Deuxièmement, la Caisse nationale d'assurance, la SUVA: son fonctionnement est différent. D'abord, elle fixe des primes selon les risques: dans la même entreprise, les primes peuvent être parfois différentes. Ensuite, elle décrète de temps en temps qu'un cas n'est plus de son ressort, même quand il s'agit d'un accident, parce qu'il y avait une maladie préexistante. Elle repasse donc le cas à l'assurance-maladie qui, elle, doit assumer jusqu'au bout la couverture des coûts. On ne peut donc pas faire une comparaison directe.

Troisièmement, la solidarité: l'assurance-maladie actuelle a des éléments de solidarité. Comme elle est obligatoire, les malades et les bien portants cotisent, même ceux qui pourraient assumer un risque en disant: "Moi, je ne cotise pas et je paie mes frais de maladie moi-même." La solidarité existe donc.

Quatrièmement, il y a 4 milliards de francs qui sont pris sur nos impôts, impôts des personnes qui ont des situations meilleures, pour alléger ou "supprimer" les primes des personnes à revenu modeste et aider les familles ayant plusieurs enfants jusqu'à la classe moyenne, et ceci d'une manière plus ciblée que ce que propose l'initiative. Et dans le cas de l'acceptation de l'initiative, je suis sûre que les personnes à revenu modeste auront des situations moins bonnes et que les familles de la classe moyenne seront aussi prétéritées.

Cinquièmement, la fixation des primes: les auteurs de l'initiative populaire ne sont pas très clairs. Ils ne précisent pas s'ils veulent une prime nationale, une prime régionale ou une prime cantonale. Des explications ont été données, en réponse aux critiques émises contre le fait que les cantons moins chers devraient payer une contribution de solidarité vis-à-vis des cantons plus chers, et l'on est en l'occurrence dans l'incertitude quant à la fixation de la prime.
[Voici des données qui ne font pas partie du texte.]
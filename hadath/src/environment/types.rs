use hadath_core_contact_impl::{validate::ContactValidateServiceImpl, ContactFeatureServiceImpl};
use hadath_core_preferences_impl::PreferencesFeatureServiceImpl;
use hadath_extern_impl::contact_messages::ContactMessagesApiServiceImpl;
use hadath_persistence_file::FilePreferenceRepository;
use hadath_shared_impl::time::TimeServiceImpl;

// API
pub type RestServer = hadath_api_rest::RestServer<ContactFeature>;

// Persistence
pub type PreferenceRepo = FilePreferenceRepository;

// Extern
pub type ContactMessagesApi = ContactMessagesApiServiceImpl;

// Shared
pub type Time = TimeServiceImpl;

// Core
pub type ContactFeature = ContactFeatureServiceImpl<ContactValidate, ContactMessagesApi>;
pub type ContactValidate = ContactValidateServiceImpl<Time>;

pub type PreferencesFeature = PreferencesFeatureServiceImpl<PreferenceRepo>;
Nous l'avons entendu, nous ne voyons pas, dans cette initiative, de dispositions qui amélioreraient la qualité. On dit que la prime sera meilleur marché parce qu'il n'y aura pas de coûts d'acquisition ou de mutation. Par contre, il y aura forcément une augmentation des coûts puisque la prise de risque par les assurés qui prennent des franchises à option n'existera plus; et puisqu'ils auront à payer, de toute façon, des primes en fonction du revenu, ils ne prendront plus à leur charge certains coûts de traitement et feront appel à leur assurance-maladie - ce que l'on peut comprendre. Les coûts ne diminueront pas. Tout sera dans les mains d'un seul partenaire et sous le contrôle d'une organisation difficile à "appliquer"; le Conseil fédéral en a décrit les problèmes avec éloquence.

Donc je pense que nous devons rejeter cette initiative et améliorer le système. Nous avons maintenant des dispositions légales qui permettent au Conseil fédéral d'exiger la publication, dans une transparence complète, des comptes de l'assurance-maladie sociale: il doit le faire. Nous avons un mécanisme de compensation des risques qui sera meilleur. Les subventions ciblées atteignent mieux leur but: les personnes à revenu très modeste et les familles avec enfants.

Je vous enjoins donc de refuser cette initiative populaire.